One thing I miss since I moved to the ice-covered north is walking to the local java pusher to get my caffeine fix while hanging out to see who shows up for a chat.
On many Sundays I was found sitting in the local coffee shop reading a book on paranormal psychology (or something akin to it) knowing someone would come along and sit at my table. More often than not, the boys would show up. We're kind of cut from the same cloth in that we're all pretty creative people and we like to think outside the corrugated cardboard penal complex. I recall one afternoon chatting about opportunity and why people don't take risks then invariably lament their decision to avoid risks.
The four of us are risk takers at one level or other.
Something has triggered this line of thought... again. Perhaps it's my annual odometer getting closer to clicking over to a larger, more irritating number. Perhaps it’s the wearisome annual self-imposed hibernation due to excessive snow coverage and an underlying mild trepidation this may actually be the next ice age. Perhaps I’m just missing hopping on my cycle or into my kayak.
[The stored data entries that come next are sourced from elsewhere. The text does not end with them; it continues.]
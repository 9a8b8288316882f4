//! Core module tests
//!
//! Contains test suites for core functionality:
//! - Reader tests (single file, variables, blocks, diagnostics)
//! - Source inclusion tests (shared state, cycles, relative paths)
//! - Type tests (keywords, serialisation, category merging)

#[cfg(test)]
mod source_tests;
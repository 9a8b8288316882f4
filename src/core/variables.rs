// Copyright 2025 Eric Jingryd (tidynest@proton.me)
//
// Licensed under the Apache License, Version 2.0 (the "License");
// you may not use this file except in compliance with the License.
// You may obtain a copy of the License at
//
//     http://www.apache.org/licenses/LICENSE-2.0
//
// Unless required by applicable law or agreed to in writing, software
// distributed under the License is distributed on an "AS IS" BASIS,
// WITHOUT WARRANTIES OR CONDITIONS OF ANY KIND, either express or implied.
// See the License for the specific language governing permissions and
// limitations under the License.

//! src/core/variables.rs
//!
//! Variable table for `$name = value` declarations
//!
//! Hyprland configs use variables like:
//! ```hyprland
//! $mainMod = SUPER
//! $terminal = kitty
//! ```
//!
//! Definitions are applied in encounter order (last write wins) and only
//! affect lines read after them. Substitution is a single left-to-right
//! pass: a substituted value is never rescanned, and unknown `$name`
//! tokens are left untouched.

use regex::{Captures, Regex};
use std::collections::HashMap;
use std::sync::LazyLock;

/// `$` followed by the longest identifier run
#[allow(clippy::expect_used)]
static VARIABLE_REF: LazyLock<Regex> = LazyLock::new(|| {
    Regex::new(r"\$([A-Za-z0-9_]+)").expect("variable reference pattern should be valid regex")
});

/// Returns true if `name` is a legal variable identifier.
pub fn is_identifier(name: &str) -> bool {
    !name.is_empty() && name.chars().all(|c| c.is_ascii_alphanumeric() || c == '_')
}

/// Name → value bindings shared across the whole inclusion graph
#[derive(Clone, Debug, Default)]
pub struct VariableTable {
    values: HashMap<String, String>,
}

impl VariableTable {
    pub fn new() -> Self {
        Self::default()
    }

    /// Inserts or overwrites a binding.
    pub fn define(&mut self, name: impl Into<String>, value: impl Into<String>) {
        self.values.insert(name.into(), value.into());
    }

    pub fn get(&self, name: &str) -> Option<&str> {
        self.values.get(name).map(String::as_str)
    }

    pub fn len(&self) -> usize {
        self.values.len()
    }

    pub fn is_empty(&self) -> bool {
        self.values.is_empty()
    }

    /// Replaces every known `$name` in `line` with its current value.
    ///
    /// # Example
    /// ```
    /// use hyprkeys::core::variables::VariableTable;
    ///
    /// let mut vars = VariableTable::new();
    /// vars.define("mainMod", "SUPER");
    /// assert_eq!(vars.substitute("bind = $mainMod, K"), "bind = SUPER, K");
    /// assert_eq!(vars.substitute("bind = $other, K"), "bind = $other, K");
    /// ```
    pub fn substitute(&self, line: &str) -> String {
        if self.values.is_empty() || !line.contains('$') {
            return line.to_string();
        }

        VARIABLE_REF
            .replace_all(line, |caps: &Captures<'_>| match self.get(&caps[1]) {
                Some(value) => value.to_string(),
                None => caps[0].to_string(),
            })
            .into_owned()
    }
}
// Copyright 2025 Eric Jingryd (tidynest@proton.me)
//
// Licensed under the Apache License, Version 2.0 (the "License");
// you may not use this file except in compliance with the License.
// You may obtain a copy of the License at
//
//     http://www.apache.org/licenses/LICENSE-2.0
//
// Unless required by applicable law or agreed to in writing, software
// distributed under the License is distributed on an "AS IS" BASIS,
// WITHOUT WARRANTIES OR CONDITIONS OF ANY KIND, either express or implied.
// See the License for the specific language governing permissions and
// limitations under the License.

//! src/core/blocks.rs
//!
//! Nesting tracker for `name { ... }` blocks
//!
//! The model keeps two levels: top-level categories and one level of
//! sub-categories. Blocks nested deeper are flattened into the deepest
//! kept level, with the extra block names prefixed to each key:
//!
//! ```hyprland
//! plugin {
//!     hyprbars {
//!         buttons {
//!             size = 12     # stored in `hyprbars` as `buttons:size`
//!         }
//!     }
//! }
//! ```
//!
//! Re-opened blocks accumulate into the existing category when they
//! close, so two `general { }` blocks end up as one `Category`.

use tracing::debug;

use crate::core::diagnostics::SourceLocation;
use crate::core::types::Category;

/// Deepest nesting kept as a distinct `Category`
pub const MAX_CATEGORY_DEPTH: usize = 2;

#[derive(Debug)]
struct OpenBlock {
    /// For flattened levels this only carries the name
    category: Category,
    opened_at: SourceLocation,
}

/// Result of closing the innermost block
#[derive(Debug, PartialEq)]
pub enum CloseOutcome {
    /// A top-level block finished and is ready for the model
    Completed(Category),
    /// A nested block finished and was folded into its parent
    Nested,
    /// There was no open block
    Unbalanced,
}

/// Stack of in-progress categories
#[derive(Debug, Default)]
pub struct BlockTracker {
    stack: Vec<OpenBlock>,
}

impl BlockTracker {
    pub fn new() -> Self {
        Self::default()
    }

    /// Number of currently open blocks.
    pub fn depth(&self) -> usize {
        self.stack.len()
    }

    pub fn is_empty(&self) -> bool {
        self.stack.is_empty()
    }

    /// Opens a block named `name`.
    pub fn open(&mut self, name: &str, opened_at: SourceLocation) {
        if self.stack.len() >= MAX_CATEGORY_DEPTH {
            debug!(block = name, location = %opened_at, "flattening nested block");
        }

        self.stack.push(OpenBlock {
            category: Category::new(name),
            opened_at,
        });
    }

    /// Closes the innermost block.
    pub fn close(&mut self) -> CloseOutcome {
        let Some(block) = self.stack.pop() else {
            return CloseOutcome::Unbalanced;
        };

        match self.stack.len() {
            0 => CloseOutcome::Completed(block.category),
            1 => {
                let parent = &mut self.stack[0].category;
                match parent
                    .sub_categories
                    .iter_mut()
                    .find(|c| c.name == block.category.name)
                {
                    Some(existing) => existing.merge(block.category),
                    None => parent.sub_categories.push(block.category),
                }
                CloseOutcome::Nested
            }
            // Flattened level: its settings already live in the deepest kept category
            _ => CloseOutcome::Nested,
        }
    }

    /// Stores `key = value` in the innermost open category.
    ///
    /// Returns false when no block is open.
    pub fn set(&mut self, key: &str, value: &str) -> bool {
        if self.stack.is_empty() {
            return false;
        }

        let kept = self.stack.len().min(MAX_CATEGORY_DEPTH);
        let key = if self.stack.len() > MAX_CATEGORY_DEPTH {
            let mut path: Vec<&str> = self.stack[MAX_CATEGORY_DEPTH..]
                .iter()
                .map(|b| b.category.name.as_str())
                .collect();
            path.push(key);
            path.join(":")
        } else {
            key.to_string()
        };

        self.stack[kept - 1]
            .category
            .settings
            .insert(key, value.to_string());
        true
    }

    /// Implicitly closes every block still open at end of input.
    ///
    /// Returns the completed top-level category (if any) and the
    /// locations of the blocks that were never closed, outermost first.
    pub fn finish(&mut self) -> (Option<Category>, Vec<SourceLocation>) {
        let unclosed: Vec<SourceLocation> = self
            .stack
            .iter()
            .map(|b| b.opened_at.clone())
            .collect();

        let mut completed = None;
        while !self.stack.is_empty() {
            if let CloseOutcome::Completed(category) = self.close() {
                completed = Some(category);
            }
        }

        (completed, unclosed)
    }
}

#[cfg(test)]
mod tests {
    use super::*;
    use std::path::Path;

    fn at(line: usize) -> SourceLocation {
        SourceLocation::new(Path::new("test.conf"), line)
    }

    #[test]
    fn test_single_block_completes() {
        let mut tracker = BlockTracker::new();
        tracker.open("general", at(1));
        assert!(tracker.set("gaps_in", "5"));

        let CloseOutcome::Completed(category) = tracker.close() else {
            panic!("Expected a completed top-level category");
        };
        assert_eq!(category.name, "general");
        assert_eq!(category.settings.get("gaps_in").map(String::as_str), Some("5"));
        assert!(tracker.is_empty());
    }

    #[test]
    fn test_sub_category_is_attached_to_parent() {
        let mut tracker = BlockTracker::new();
        tracker.open("input", at(1));
        tracker.set("kb_layout", "us");
        tracker.open("touchpad", at(3));
        tracker.set("natural_scroll", "true");
        assert_eq!(tracker.close(), CloseOutcome::Nested);

        let CloseOutcome::Completed(input) = tracker.close() else {
            panic!("Expected input to complete");
        };
        let touchpad = input.sub_category("touchpad").unwrap();
        assert_eq!(touchpad.settings.get("natural_scroll").unwrap(), "true");
        assert_eq!(input.settings.get("kb_layout").unwrap(), "us");
    }

    #[test]
    fn test_repeated_sub_category_merges() {
        let mut tracker = BlockTracker::new();
        tracker.open("input", at(1));
        tracker.open("touchpad", at(2));
        tracker.set("a", "1");
        tracker.close();
        tracker.open("touchpad", at(5));
        tracker.set("a", "2");
        tracker.set("b", "3");
        tracker.close();

        let CloseOutcome::Completed(input) = tracker.close() else {
            panic!("Expected input to complete");
        };
        assert_eq!(input.sub_categories.len(), 1);
        let touchpad = &input.sub_categories[0];
        assert_eq!(touchpad.settings.get("a").unwrap(), "2");
        assert_eq!(touchpad.settings.get("b").unwrap(), "3");
    }

    #[test]
    fn test_deep_nesting_is_flattened() {
        let mut tracker = BlockTracker::new();
        tracker.open("plugin", at(1));
        tracker.open("hyprbars", at(2));
        tracker.open("buttons", at(3));
        tracker.set("size", "12");
        tracker.close();
        tracker.close();

        let CloseOutcome::Completed(plugin) = tracker.close() else {
            panic!("Expected plugin to complete");
        };
        let bars = plugin.sub_category("hyprbars").unwrap();
        assert_eq!(bars.settings.get("buttons:size").unwrap(), "12");
        assert!(bars.sub_categories.is_empty());
    }

    #[test]
    fn test_close_without_open_is_unbalanced() {
        let mut tracker = BlockTracker::new();
        assert_eq!(tracker.close(), CloseOutcome::Unbalanced);
        assert!(!tracker.set("key", "value"));
    }

    #[test]
    fn test_finish_closes_open_blocks() {
        let mut tracker = BlockTracker::new();
        tracker.open("input", at(1));
        tracker.open("touchpad", at(2));
        tracker.set("natural_scroll", "true");

        let (completed, unclosed) = tracker.finish();
        let input = completed.unwrap();
        assert!(input.sub_category("touchpad").is_some());
        assert_eq!(unclosed, vec![at(1), at(2)]);
        assert!(tracker.is_empty());
    }
}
Anyhoo... I'm getting off topic.
On this particular Sunday, my friends and I were discussing how we arrive at our station in life. My birthday is coming up and about this time every year I invariably begin to evaluate myself and wonder; what have you accomplished? I'm pretty hard on myself at times like this. It's all good though. I work it out by writing twisty tales like this, talking to people like my buddies or the love of my life, or staring aimlessly out into the white blanketed back yard taking solace in the fact I’m not the only one buried to my armpits in frozen H2O molecules. Now, what was it I was worried about?
It's all about decisions.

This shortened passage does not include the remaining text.